Peter Biello: Welcome to the Georgia Today podcast from GPB News. Today is Tuesday, Sept. 24. I'm Peter Biello. On today's episode, a hurricane is headed towards Georgia. Apalachee High School officials are providing counselors, therapy, dogs and more police as students return to school. And dockworkers in Brunswick and Savannah will most likely go on strike next week. These stories and more are coming up on this edition of Georgia Today.
Story 1:
Peter Biello: Tropical Storm Helene is expected to make landfall as a major hurricane in the Florida panhandle on Thursday and bring dangerous flooding and damaging winds to Georgia. Georgia Emergency Management Agency director James Stallings urged residents to prepare.
James Stallings: This storm is very different than we just had with Hurricane Debby. If you remember just recently, Hurricane Debby was a very slow, heavy rain event. This is going to be a fast-moving wind event with rain. There are significant impacts across Georgia. We're looking at hurricane force winds within a 50 mile radius of I-75 south of Macon. And then tropical storm force winds, possibly statewide. If you remember, back in the early 90s, a Hurricane Opal, we had those significant wind events all the way up into the North Georgia mountains. This is another opportunity to experience that. We fully anticipate widespread power outages from a significant number of downed trees and power lines all throughout the state. Rainfall totals are expected to be 4 to 8in statewide, with higher totals possible in the north Georgia mountains, leading to the threat of flash flooding.

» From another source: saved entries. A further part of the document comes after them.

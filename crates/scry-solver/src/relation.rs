//! Structural equality and assignability.
//!
//! Both relations are coinductive: a pair that is already being compared
//! further up the stack is assumed to hold. Past `MAX_RELATION_DEPTH` the
//! checker gives up and answers `false`.
//!
//! Assignability rules:
//! - everything is assignable to `any`/`unknown`; `never` and `any` are
//!   assignable to everything
//! - primitives only to the same kind, except `null` <-> `undefined`
//! - arrays are covariant in the element type
//! - functions are contravariant in parameters and covariant in the return
//!   type; a `void` target return accepts any source return
//! - objects use width subtyping; instances and classes are viewed through
//!   their inherited members when the target is an object
//! - instances and classes are assignable along the inheritance chain

use crate::class_hierarchy::{inherited_instance_members, inherited_static_members, is_derived_from};
use crate::instantiate::{TypeSubstitution, instantiate_type};
use crate::types::*;
use crate::TypeInterner;
use rustc_hash::FxHashSet;
use scry_common::limits::MAX_RELATION_DEPTH;
use scry_common::Atom;
use std::sync::Arc;

pub struct SubtypeChecker<'a> {
    interner: &'a TypeInterner,
    in_progress: FxHashSet<(TypeId, TypeId)>,
    depth: u32,
}

impl<'a> SubtypeChecker<'a> {
    pub fn new(interner: &'a TypeInterner) -> Self {
        SubtypeChecker {
            interner,
            in_progress: FxHashSet::default(),
            depth: 0,
        }
    }

    // =========================================================================
    // Equality
    // =========================================================================

    /// Structural equality. Intrinsics compare by identity.
    pub fn equals(&mut self, a: TypeId, b: TypeId) -> bool {
        if a == b {
            return true;
        }
        if a.is_intrinsic() || b.is_intrinsic() {
            return false;
        }
        self.guarded((a, b), |this| this.equals_structural(a, b))
    }

    fn equals_structural(&mut self, a: TypeId, b: TypeId) -> bool {
        let (Some(left), Some(right)) = (self.interner.lookup(a), self.interner.lookup(b)) else {
            return false;
        };
        match (left, right) {
            (TypeData::Array(x), TypeData::Array(y)) => self.equals(x, y),
            (TypeData::Object(x), TypeData::Object(y)) => self.objects_equal(&x, &y),
            (TypeData::Function(x), TypeData::Function(y)) => self.functions_equal(&x, &y),
            (TypeData::Class(x), TypeData::Class(y))
            | (TypeData::Instance(x), TypeData::Instance(y)) => self.classes_equal(x, y),
            (TypeData::Union(x), TypeData::Union(y)) => {
                x.len() == y.len()
                    && x.iter().all(|&m| y.iter().any(|&n| self.equals(m, n)))
                    && y.iter().all(|&n| x.iter().any(|&m| self.equals(m, n)))
            }
            (TypeData::Generic(x), TypeData::Generic(y)) => {
                x.type_params.len() == y.type_params.len()
                    && x
                        .type_params
                        .iter()
                        .zip(y.type_params.iter())
                        .all(|(&p, &q)| self.equals(p, q))
                    && self.equals(x.base, y.base)
            }
            // Type variables are distinct per creation; interning already
            // merged identical ones.
            _ => false,
        }
    }

    fn objects_equal(&mut self, x: &ObjectShape, y: &ObjectShape) -> bool {
        x.properties.len() == y.properties.len()
            && x.properties.iter().all(|prop| {
                y.property(prop.name).is_some_and(|other| {
                    other.optional == prop.optional && self.equals(prop.type_id, other.type_id)
                })
            })
    }

    fn functions_equal(&mut self, x: &FunctionShape, y: &FunctionShape) -> bool {
        x.params.len() == y.params.len()
            && x.is_async == y.is_async
            && x.is_generator == y.is_generator
            && x.params.iter().zip(y.params.iter()).all(|(p, q)| {
                p.optional == q.optional && p.rest == q.rest && self.equals(p.type_id, q.type_id)
            })
            && self.equals(x.return_type, y.return_type)
    }

    fn classes_equal(&mut self, x: ClassId, y: ClassId) -> bool {
        if x == y {
            return true;
        }
        let (Some(left), Some(right)) = (self.interner.class_def(x), self.interner.class_def(y))
        else {
            return false;
        };
        if left.name != right.name {
            return false;
        }
        let supers_equal = match (left.super_class, right.super_class) {
            (None, None) => true,
            (Some(p), Some(q)) => {
                let (p, q) = (self.interner.class_type(p), self.interner.class_type(q));
                self.equals(p, q)
            }
            _ => false,
        };
        supers_equal
            && self.member_maps_equal(&left.instance_members, &right.instance_members)
            && self.member_maps_equal(&left.static_members, &right.static_members)
    }

    fn member_maps_equal(
        &mut self,
        x: &indexmap::IndexMap<Atom, TypeId>,
        y: &indexmap::IndexMap<Atom, TypeId>,
    ) -> bool {
        x.len() == y.len()
            && x
                .iter()
                .all(|(name, &ty)| y.get(name).is_some_and(|&other| self.equals(ty, other)))
    }

    // =========================================================================
    // Assignability
    // =========================================================================

    /// Is a value of type `source` assignable to a slot of type `target`?
    pub fn is_assignable(&mut self, source: TypeId, target: TypeId) -> bool {
        if source == target
            || target.is_top()
            || source == TypeId::NEVER
            || source == TypeId::ANY
        {
            return true;
        }
        if target == TypeId::NEVER {
            return false;
        }
        self.guarded((source, target), |this| {
            this.is_assignable_structural(source, target)
        })
    }

    fn is_assignable_structural(&mut self, source: TypeId, target: TypeId) -> bool {
        let (Some(src), Some(tgt)) = (self.interner.lookup(source), self.interner.lookup(target))
        else {
            return false;
        };

        // Source-side decomposition first so that a union source is checked
        // member-wise against a union target.
        match &src {
            TypeData::Union(members) => {
                return members.iter().all(|&m| self.is_assignable(m, target));
            }
            TypeData::TypeVariable(info) => {
                let stand_in = info.constraint.unwrap_or(TypeId::UNKNOWN);
                return self.is_assignable(stand_in, target);
            }
            TypeData::Generic(generic) => {
                let erased = self.erase_generic(generic);
                return self.is_assignable(erased, target);
            }
            _ => {}
        }

        match (src, tgt) {
            (_, TypeData::Union(members)) => {
                members.iter().any(|&m| self.is_assignable(source, m))
                    || self.equals(source, target)
            }
            (_, TypeData::Generic(generic)) => self.is_assignable(source, generic.base),
            (_, TypeData::TypeVariable(_)) => false,
            (TypeData::Primitive(PrimitiveKind::Undefined), TypeData::Void) => true,
            (TypeData::Primitive(s), TypeData::Primitive(t)) => {
                s == t || (s.is_nullish() && t.is_nullish())
            }
            (TypeData::Array(s), TypeData::Array(t)) => self.is_assignable(s, t),
            (TypeData::Function(s), TypeData::Function(t)) => self.function_assignable(&s, &t),
            (TypeData::Instance(s), TypeData::Instance(t))
            | (TypeData::Class(s), TypeData::Class(t)) => {
                is_derived_from(self.interner, s, t) || self.classes_equal(s, t)
            }
            (TypeData::Object(s), TypeData::Object(t)) => {
                let props: Vec<(Atom, TypeId, bool)> = s
                    .properties
                    .iter()
                    .map(|p| (p.name, p.type_id, p.optional))
                    .collect();
                self.members_satisfy(&props, &t)
            }
            (TypeData::Instance(class), TypeData::Object(t)) => {
                let props = members_as_required(inherited_instance_members(self.interner, class));
                self.members_satisfy(&props, &t)
            }
            (TypeData::Class(class), TypeData::Object(t)) => {
                let props = members_as_required(inherited_static_members(self.interner, class));
                self.members_satisfy(&props, &t)
            }
            (TypeData::Array(_) | TypeData::Function(_), TypeData::Object(t)) => {
                t.properties.is_empty()
            }
            _ => false,
        }
    }

    fn function_assignable(&mut self, source: &FunctionShape, target: &FunctionShape) -> bool {
        let target_arity = if target.rest_param().is_some() {
            usize::MAX
        } else {
            target.params.len()
        };
        if source.required_param_count() > target_arity {
            return false;
        }

        let shared = source.params.len().min(target.params.len());
        for i in 0..shared {
            let source_param = &source.params[i];
            let target_param = &target.params[i];
            let (s, t) = if source_param.rest == target_param.rest {
                (source_param.type_id, target_param.type_id)
            } else {
                (
                    self.rest_element(source_param),
                    self.rest_element(target_param),
                )
            };
            // Contravariant: the target's parameter must fit the source's.
            if !self.is_assignable(t, s) {
                return false;
            }
        }

        target.return_type == TypeId::VOID
            || self.is_assignable(source.return_type, target.return_type)
    }

    fn rest_element(&self, param: &ParamInfo) -> TypeId {
        if param.rest {
            self.interner
                .array_element(param.type_id)
                .unwrap_or(TypeId::ANY)
        } else {
            param.type_id
        }
    }

    fn members_satisfy(&mut self, source: &[(Atom, TypeId, bool)], target: &ObjectShape) -> bool {
        target.properties.iter().all(|wanted| {
            match source.iter().find(|(name, _, _)| *name == wanted.name) {
                Some(&(_, type_id, optional)) => {
                    (!optional || wanted.optional) && self.is_assignable(type_id, wanted.type_id)
                }
                None => wanted.optional,
            }
        })
    }

    /// Replace a generic's parameters by their constraints (or `any`).
    fn erase_generic(&self, generic: &Arc<GenericShape>) -> TypeId {
        let mut subst = TypeSubstitution::new();
        for &param in &generic.type_params {
            if let Some(info) = self.interner.type_var_info(param) {
                subst.insert(info.name, info.constraint.unwrap_or(TypeId::ANY));
            }
        }
        instantiate_type(self.interner, generic.base, &subst)
    }

    fn guarded(&mut self, pair: (TypeId, TypeId), f: impl FnOnce(&mut Self) -> bool) -> bool {
        if self.in_progress.contains(&pair) {
            return true;
        }
        if self.depth >= MAX_RELATION_DEPTH {
            return false;
        }
        self.in_progress.insert(pair);
        self.depth += 1;
        let result = f(self);
        self.depth -= 1;
        self.in_progress.remove(&pair);
        result
    }
}

fn members_as_required(members: Vec<(Atom, TypeId)>) -> Vec<(Atom, TypeId, bool)> {
    members
        .into_iter()
        .map(|(name, ty)| (name, ty, false))
        .collect()
}

/// Structural equality of two types.
pub fn types_equal(interner: &TypeInterner, a: TypeId, b: TypeId) -> bool {
    a == b || SubtypeChecker::new(interner).equals(a, b)
}

/// Is `source` assignable to `target`?
pub fn is_assignable_to(interner: &TypeInterner, source: TypeId, target: TypeId) -> bool {
    SubtypeChecker::new(interner).is_assignable(source, target)
}

/// Assignability against a possibly missing target; a missing target is never satisfied.
pub fn is_assignable_to_opt(
    interner: &TypeInterner,
    source: TypeId,
    target: Option<TypeId>,
) -> bool {
    target.is_some_and(|target| is_assignable_to(interner, source, target))
}

#[cfg(test)]
#[path = "../tests/relation_tests.rs"]
mod tests;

Peter Biello: The National Weather Service says a flood risk begins tomorrow with tropical storm conditions expected Thursday and Friday, even in North Georgia. We will always have the latest on the storm at GPB.org/storms.
Story 2:
Peter Biello: The chief executive in charge of Georgia's two busy seaports at Savannah and Brunswick says a strike by dockworkers on the East and Gulf coasts seems likely next week. But Griff Lynch of the Georgia Ports Authority says he's hopeful it would only last a few days. A looming work stoppage could shut down ports from Maine to Texas if union and port officials don't reach an agreement by Oct. 1.
Story 3:
Peter Biello: Two and a half weeks since the fatal mass shooting there, Apalachee High School students have begun returning to school. It's something teachers and school administrators have been preparing for by seeking expert help in how to support children who've experienced trauma. GPB's Ellen Eldridge has more.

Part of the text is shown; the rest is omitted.